Even powerful computers require a great deal of time to compute a digital signature. In addition, large documents would need many signatures, since the document to be signed cannot be arbitrarily long. A trick is therefore used. The document is first compressed to a much shorter fixed length, and then the signature of the compressed data is computed. It does not matter whether the compression can be reversed, since the signature can always be reproduced from the original document. The functions used for this type of computation are called one-way hash functions. Generally speaking, a one-way hash function is a function that derives a fixed-length value from a variable-length document in a manner such that this value represents the original content of the document in a compressed form and cannot be used to reconstruct the original document. In the smart card domain, these functions are used exclusively to compute the input values for digital signatures. If the length of the document is not a multiple of the block length used by the hash function, it must be padded appropriately. For a hash function to be effective, it must exhibit certain properties. The result must have a fixed length, so that it can be readily used by signature algorithms. Since large quantities of data normally have to be processed, the hash function must have a high throughput. It must also be easy to compute the hash value. By contrast, it should be difficult, or better yet impossible, to derive the original document from a known hash value. Finally, the hash function must be collision-resistant. This means that for a given document, it should not be easy to find a second document that yields the same hash value. Nevertheless, there certainly will be other documents with the same hash value. This is only natural, since all possible messages, ranging in length from null to infinity, are represented by a set of hash values having the same fixed length. An unavoidable consequence of this is that collisions will occur. That is why the term ‘collision-resistant’ is used, rather than ‘collision-free’.

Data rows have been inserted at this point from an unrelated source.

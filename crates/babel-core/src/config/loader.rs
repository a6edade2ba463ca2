//! Config loader: reads `~/.babel/config.json` and merges env vars.
//!
//! # Loading precedence
//! 1. Defaults (from `Config::default()`)
//! 2. JSON file at `~/.babel/config.json`
//! 3. Environment variables `BABEL_<SECTION>__<FIELD>` (override JSON)

use std::path::{Path, PathBuf};
use tracing::{debug, info, warn};

use super::schema::Config;

const PROVIDER_NAMES: &[&str] = &[
    "openai",
    "anthropic",
    "deepseek",
    "zhipu",
    "qwen",
    "gemini",
    "ollama",
];

/// Default config file path.
pub fn get_config_path() -> PathBuf {
    crate::utils::get_data_path().join("config.json")
}

/// Load configuration from the default path + env vars.
///
/// Falls back to `Config::default()` if the file doesn't exist or can't be parsed.
pub fn load_config(path: Option<&Path>) -> Config {
    let config_path = path.map(PathBuf::from).unwrap_or_else(get_config_path);

    load_config_from_path(&config_path)
}

fn load_config_from_path(path: &Path) -> Config {
    if !path.exists() {
        info!("No config file found at {}, using defaults", path.display());
        return apply_env_overrides(Config::default());
    }

    debug!("Loading config from {}", path.display());

    let content = match std::fs::read_to_string(path) {
        Ok(c) => c,
        Err(e) => {
            warn!("Failed to read config file {}: {}", path.display(), e);
            return apply_env_overrides(Config::default());
        }
    };

    let config: Config = match serde_json::from_str(&content) {
        Ok(c) => c,
        Err(e) => {
            warn!("Failed to parse config JSON: {}", e);
            return apply_env_overrides(Config::default());
        }
    };

    apply_env_overrides(config)
}

/// Save configuration to disk (pretty-printed JSON with camelCase keys).
pub fn save_config(config: &Config, path: Option<&Path>) -> std::io::Result<()> {
    let config_path = path.map(PathBuf::from).unwrap_or_else(get_config_path);

    if let Some(parent) = config_path.parent() {
        std::fs::create_dir_all(parent)?;
    }

    let json = serde_json::to_string_pretty(config).map_err(std::io::Error::other)?;

    std::fs::write(&config_path, json)?;
    debug!("Config saved to {}", config_path.display());
    Ok(())
}

/// Apply environment variable overrides on top of a loaded config.
///
/// Env var format: `BABEL_<SECTION>__<FIELD>` (double underscore as delimiter).
///
/// Supported overrides:
/// - `BABEL_TRANSLATION__PROVIDER` / `__MODEL` / `__SOURCE_LANG` / `__TARGET_LANG`
/// - `BABEL_TRANSLATION__TEMPERATURE` / `__MAX_TOKENS` / `__TIMEOUT_SECS`
/// - `BABEL_PROVIDERS__<NAME>__API_KEY` / `__API_BASE`
/// - `BABEL_LOCAL__BINARY_PATH` / `__MODELS_DIR` / `__MAX_CONCURRENCY`
/// - `BABEL_OAUTH__CREDENTIALS_PATH` / `__TOKEN_URL`
fn apply_env_overrides(mut config: Config) -> Config {
    let t = &mut config.translation;
    if let Ok(val) = std::env::var("BABEL_TRANSLATION__PROVIDER") {
        t.provider = val;
    }
    if let Ok(val) = std::env::var("BABEL_TRANSLATION__MODEL") {
        t.model = val;
    }
    if let Ok(val) = std::env::var("BABEL_TRANSLATION__SOURCE_LANG") {
        t.source_lang = val;
    }
    if let Ok(val) = std::env::var("BABEL_TRANSLATION__TARGET_LANG") {
        t.target_lang = val;
    }
    if let Ok(val) = std::env::var("BABEL_TRANSLATION__TEMPERATURE") {
        if let Ok(v) = val.parse::<f64>() {
            t.temperature = v;
        }
    }
    if let Ok(val) = std::env::var("BABEL_TRANSLATION__MAX_TOKENS") {
        if let Ok(n) = val.parse::<u32>() {
            t.max_tokens = n;
        }
    }
    if let Ok(val) = std::env::var("BABEL_TRANSLATION__TIMEOUT_SECS") {
        if let Ok(n) = val.parse::<u64>() {
            t.timeout_secs = Some(n);
        }
    }

    for name in PROVIDER_NAMES {
        if let Some(provider) = config.providers.get_mut_by_name(name) {
            let upper = name.to_uppercase();
            if let Ok(val) = std::env::var(format!("BABEL_PROVIDERS__{upper}__API_KEY")) {
                provider.api_key = val;
            }
            if let Ok(val) = std::env::var(format!("BABEL_PROVIDERS__{upper}__API_BASE")) {
                provider.api_base = Some(val);
            }
        }
    }

    if let Ok(val) = std::env::var("BABEL_LOCAL__BINARY_PATH") {
        config.local.binary_path = Some(val);
    }
    if let Ok(val) = std::env::var("BABEL_LOCAL__MODELS_DIR") {
        config.local.models_dir = Some(val);
    }
    if let Ok(val) = std::env::var("BABEL_LOCAL__MAX_CONCURRENCY") {
        if let Ok(n) = val.parse::<usize>() {
            config.local.max_concurrency = n;
        }
    }

    if let Ok(val) = std::env::var("BABEL_OAUTH__CREDENTIALS_PATH") {
        config.oauth.credentials_path = Some(val);
    }
    if let Ok(val) = std::env::var("BABEL_OAUTH__TOKEN_URL") {
        config.oauth.token_url = Some(val);
    }

    config
}

// ─────────────────────────────────────────────
// Tests
// ─────────────────────────────────────────────
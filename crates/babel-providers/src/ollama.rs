//! Ollama `/api/generate` client (non-streaming).

use std::time::Duration;

use async_trait::async_trait;
use serde::{Deserialize, Serialize};
use tracing::debug;

use babel_core::client::LlmClient;
use babel_core::error::LlmError;
use babel_core::types::TranslationConfig;

use crate::http_provider::{build_http_client, send_json, DEFAULT_TIMEOUT};

const PROVIDER: &str = "ollama";
const DEFAULT_BASE_URL: &str = "http://localhost:11434";
const DEFAULT_MODEL: &str = "llama3:8b";

#[derive(Debug, Serialize)]
struct GenerateRequest<'a> {
    model: &'a str,
    prompt: &'a str,
    stream: bool,
}

#[derive(Debug, Deserialize)]
struct GenerateResponse {
    #[serde(default)]
    response: String,
}

#[derive(Debug)]
pub struct OllamaClient {
    client: reqwest::Client,
    base_url: String,
    model: String,
    timeout: Duration,
}

impl OllamaClient {
    pub fn new(config: &TranslationConfig) -> Result<Self, LlmError> {
        let timeout = config.timeout().unwrap_or(DEFAULT_TIMEOUT);
        Ok(Self {
            client: build_http_client(timeout)?,
            base_url: config
                .base_url
                .clone()
                .filter(|u| !u.is_empty())
                .unwrap_or_else(|| DEFAULT_BASE_URL.to_string()),
            model: config.model_or(DEFAULT_MODEL).to_string(),
            timeout,
        })
    }
}

#[async_trait]
impl LlmClient for OllamaClient {
    async fn translate(&self, _text: &str, prompt: &str) -> Result<String, LlmError> {
        debug!(provider = PROVIDER, model = %self.model, bytes = prompt.len(), "Calling Ollama");

        let url = format!("{}/api/generate", self.base_url.trim_end_matches('/'));
        let request = self.client.post(url).json(&GenerateRequest {
            model: &self.model,
            prompt,
            stream: false,
        });

        let response: GenerateResponse = send_json(PROVIDER, self.timeout, request).await?;
        Ok(response.response)
    }

    fn provider_name(&self) -> &str {
        PROVIDER
    }
}

#[cfg(test)]
mod tests {
    use super::*;
    use wiremock::matchers::{body_json, method, path};
    use wiremock::{Mock, MockServer, ResponseTemplate};

    #[test]
    fn test_defaults() {
        let client = OllamaClient::new(&TranslationConfig::new("ollama")).unwrap();
        assert_eq!(client.base_url, "http://localhost:11434");
        assert_eq!(client.model, "llama3:8b");
        assert_eq!(client.provider_name(), "ollama");
    }

    #[tokio::test]
    async fn test_translate_success() {
        let server = MockServer::start().await;
        Mock::given(method("POST"))
            .and(path("/api/generate"))
            .and(body_json(serde_json::json!({
                "model": "llama3:8b",
                "prompt": "Translate: hi",
                "stream": false
            })))
            .respond_with(ResponseTemplate::new(200).set_body_json(serde_json::json!({
                "model": "llama3:8b",
                "created_at": "2024-01-01T00:00:00Z",
                "response": "zdravo",
                "done": true
            })))
            .mount(&server)
            .await;

        let client =
            OllamaClient::new(&TranslationConfig::new("ollama").with_base_url(server.uri())).unwrap();
        assert_eq!(client.translate("hi", "Translate: hi").await.unwrap(), "zdravo");
    }

    #[tokio::test]
    async fn test_api_error() {
        let server = MockServer::start().await;
        Mock::given(method("POST"))
            .and(path("/api/generate"))
            .respond_with(ResponseTemplate::new(404).set_body_string("model 'x' not found"))
            .mount(&server)
            .await;

        let client =
            OllamaClient::new(&TranslationConfig::new("ollama").with_base_url(server.uri())).unwrap();
        let err = client.translate("hi", "p").await.unwrap_err();
        assert!(err.to_string().contains("404"));
    }
}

What is the effect of a collision? There will be two different documents with the same hash value, and thus the same digital signature. This will have the fatal consequence of making the signature worthless, since it would be possible to alter the document without anyone being able to detect the fact. This is precisely what is involved in one of the two typical attacks on hash functions, which consists of systematically searching for a second document that has the same hash value as the original document. If the content of this document makes sense, the digital signature derived from the hash value is discredited. Since the two documents are interchangeable, the signature is worthless. After all, it makes an enormous difference whether a house purchase contract is for €10,000 or €750,000. The second type of attack on a hash value is somewhat subtler. In this case, two documents with identical hash values but different contents are prepared in advance. This is not particularly difficult, considering all the special symbols and extensions available in the character set. The result is that a single digital signature is valid for both documents, and it is impossible to prove which document was originally signed. Finding two documents with the same hash value is not as difficult as it might seem. It is possible to exploit the birthday paradox, which is well known in statistical theory. This paradox involves two questions. The first question is: how many people must be in a room for the probability to be greater than 50% that one of them has the same birthday as the person asking the question. The answer can be easily found, since it is only necessary to compare the birthday of the questioner with the birthday of everyone else in the room. There must be at least 183 (365 ÷ 2) people in the room.

The second question reveals the paradox, or better, the surprising result of this comparison. This question is: how many people must be in a room for the probability to be greater than 50% that two people in the room have the same birthday. The answer is only 23 people. The reason is that although only 23 people are present, this represents a total of 253 pairs for comparing birthdays. The probability that two people have the same birthday is based on these pairs. Precisely this paradox is utilized in attacking a hash function. It is much easier to create two documents that have the same hash value than it is to modify a document until it yields a given hash value. The consequence is that the results of hash functions must be large enough to successfully foil both types of attack. Most hash functions thus produce values that are at least 128 bits long, which is presently generally considered to be adequate with regard to the two types of attack just described. Many different hash functions have been published up to now, and some of them are also defined in standards. However, these functions are frequently modified as a consequence of the discovery of a successful form of attack. Table 4.19 provides a short summary of the hash functions currently in common use. Unfortunately, a description of their internal operation is beyond the scope of this book.

The ISO/IEC 10118-2 standard specifies a hash function based on an n-bit block-encryption algorithm (e.g. DES). With this algorithm, the length of the hash value may be n or 2n bits. The MD4 (message digest 4) hash function (presently rarely used) and its successor MD5 were published by Ronald L. Rivest in 1990–1991. They are based on a standalone algorithm, and both functions generate a 128-bit hash value. In 1992, the NIST published a hash function for the DSS algorithm that is known as SHA. After the discovery of certain weaknesses, it was modified, and the resulting function has been known since mid-1995 as SHA-1. It is also standardized under the name FIPS 180–1. Since data transmission to smart cards is generally slow, the hash function is performed in the terminal or in a computer connected to the terminal. This drawback is balanced by the fact that this makes the hash function interchangeable. Besides, in most cases, memory limitations prevent hash functions from being stored in the cards. The program size is in almost every case around 4 kB of assembler code. The throughput of typical hash functions is very high relative to the demands placed on them. With an 80386 computer running at 33 MHz, it is usually at least 300 kB/s, and it lies in the range of 4 to 8 MB/s with a 200-MHz Pentium PC.